BACKGROUND: After solid organ transplantation, the endothelium is the first allorecognition checkpoint of the recipient's immune system. A major player at this interface is the platelet endothelial cell adhesion molecule-1 (PECAM-1), which is an immunoglobulin-like glycoprotein, involved in white blood cell migration, cellular adhesion, and signal transduction.
STUDY DESIGN AND METHODS: The potential of preventing allorecognition at this interface was explored by knocking down PECAM-1 expression using RNA interference. Lentiviral-based vectors encoding short-hairpin RNA sequences specific for PECAM-1 transcripts were used for the transduction of monocytic and endothelial cell lines.
RESULTS: Expression of PECAM-1 decreased by up to 80% at mRNA and protein levels on monocytic and endothelial cell lines. Antigen-binding capacity assays likewise showed up to 80% reduction of PECAM-1 expression on cell surfaces. In allogeneic T-cell stimulation assays, T cells stimulated with PECAM-1–silenced monocytes had granzyme B mRNA levels up to 85% lower than those in T cells stimulated with monocytes expressing nonspecific shRNA. Also, T-cell cytotoxicity showed to decrease significantly against PECAM-1–silenced monocytes versus those nonsilenced for PECAM-1. Moreover, the former T cells did not secrete interferon-γ and exhibited reduced proliferation.

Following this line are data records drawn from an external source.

//! Typed functions exposed by [`Callable`](super::Callable) namespaces.
//!
//! A [`Func`] wraps a host closure together with the [`Shape`] of each of its
//! parameters. Arguments arrive as dynamic values and are decoded with
//! [`FromValue`] before the closure runs, so an implementation never sees a
//! value of the wrong type.

use super::namespace::Object;
use crate::encoding::{FromValue, Shape};
use crate::error::CallError;
use crate::value::Value;
use std::fmt;
use std::sync::Arc;

type Thunk = dyn Fn(&[Value]) -> Result<Object, CallError> + Send + Sync;

/// A callable host function with a fixed parameter list.
#[derive(Clone)]
pub struct Func {
    params: Vec<Shape>,
    thunk: Arc<Thunk>,
}

impl Func {
    /// Builds a function from a closure taking up to six [`FromValue`]
    /// arguments and returning an [`Object`] or a `Result<Object, E>`.
    ///
    /// ```
    /// use nsplug::framework::{Func, Object};
    /// use nsplug::Value;
    ///
    /// let add = Func::new(|a: i64, b: i64| Object::value(a + b));
    /// assert_eq!(add.arity(), 2);
    ///
    /// let out = add.call(&[Value::Int(1), Value::String("2".into())]).unwrap();
    /// assert!(matches!(out, Object::Value(Value::Int(3))));
    /// ```
    pub fn new<F, Args, R>(f: F) -> Self
    where
        F: IntoFunc<Args, R>,
    {
        f.into_func()
    }

    fn from_parts<T>(params: Vec<Shape>, thunk: T) -> Self
    where
        T: Fn(&[Value]) -> Result<Object, CallError> + Send + Sync + 'static,
    {
        Self {
            params,
            thunk: Arc::new(thunk),
        }
    }

    pub fn params(&self) -> &[Shape] {
        &self.params
    }

    pub fn arity(&self) -> usize {
        self.params.len()
    }

    /// Checks the argument count, decodes every argument and invokes the
    /// function. Nothing runs if any argument fails to decode.
    pub fn call(&self, args: &[Value]) -> Result<Object, CallError> {
        if args.len() != self.params.len() {
            return Err(CallError::Arity {
                expected: self.params.len(),
                actual: args.len(),
            });
        }
        (self.thunk)(args)
    }
}

impl fmt::Debug for Func {
    fn fmt(&self, f: &mut fmt::Formatter<'_>) -> fmt::Result {
        f.debug_struct("Func").field("params", &self.params).finish()
    }
}

/// Return types accepted from a function body.
pub trait CallResult {
    fn into_call_result(self) -> anyhow::Result<Object>;
}

impl CallResult for Object {
    fn into_call_result(self) -> anyhow::Result<Object> {
        Ok(self)
    }
}

impl<E> CallResult for Result<Object, E>
where
    E: Into<anyhow::Error>,
{
    fn into_call_result(self) -> anyhow::Result<Object> {
        self.map_err(Into::into)
    }
}

/// Closures convertible into a [`Func`]. `Args` is the tuple of parameter
/// types and only exists to keep the arity impls apart.
pub trait IntoFunc<Args, R> {
    fn into_func(self) -> Func;
}

macro_rules! impl_into_func {
    ($($arg:ident),*) => {
        impl<F, R, $($arg,)*> IntoFunc<($($arg,)*), R> for F
        where
            F: Fn($($arg),*) -> R + Send + Sync + 'static,
            R: CallResult,
            $($arg: FromValue + 'static,)*
        {
            #[allow(non_snake_case, unused_variables, unused_mut, unused_assignments)]
            fn into_func(self) -> Func {
                let params = vec![$(<$arg as FromValue>::shape()),*];
                Func::from_parts(params, move |args: &[Value]| {
                    let mut index = 0usize;
                    $(
                        let $arg = {
                            let raw = args.get(index).unwrap_or(&Value::Undefined);
                            let decoded = <$arg as FromValue>::from_value(raw).map_err(|source| {
                                CallError::Argument {
                                    index,
                                    shape: <$arg as FromValue>::shape(),
                                    source,
                                }
                            })?;
                            index += 1;
                            decoded
                        };
                    )*
                    (self)($($arg),*).into_call_result().map_err(CallError::Failed)
                })
            }
        }
    };
}

impl_into_func!();
impl_into_func!(A1);
impl_into_func!(A1, A2);
impl_into_func!(A1, A2, A3);
impl_into_func!(A1, A2, A3, A4);
impl_into_func!(A1, A2, A3, A4, A5);
impl_into_func!(A1, A2, A3, A4, A5, A6);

CONCLUSION: These findings suggest that permanent silencing of PECAM-1 expression is feasible and contributes to efficiently inhibiting the cytotoxic T-cell response to allogeneic target cells. Thus, targeting both the immunologic synapse at the regulatory interface and the lymphocyte migration might provide a new strategy to overcome allogeneic transplant rejection.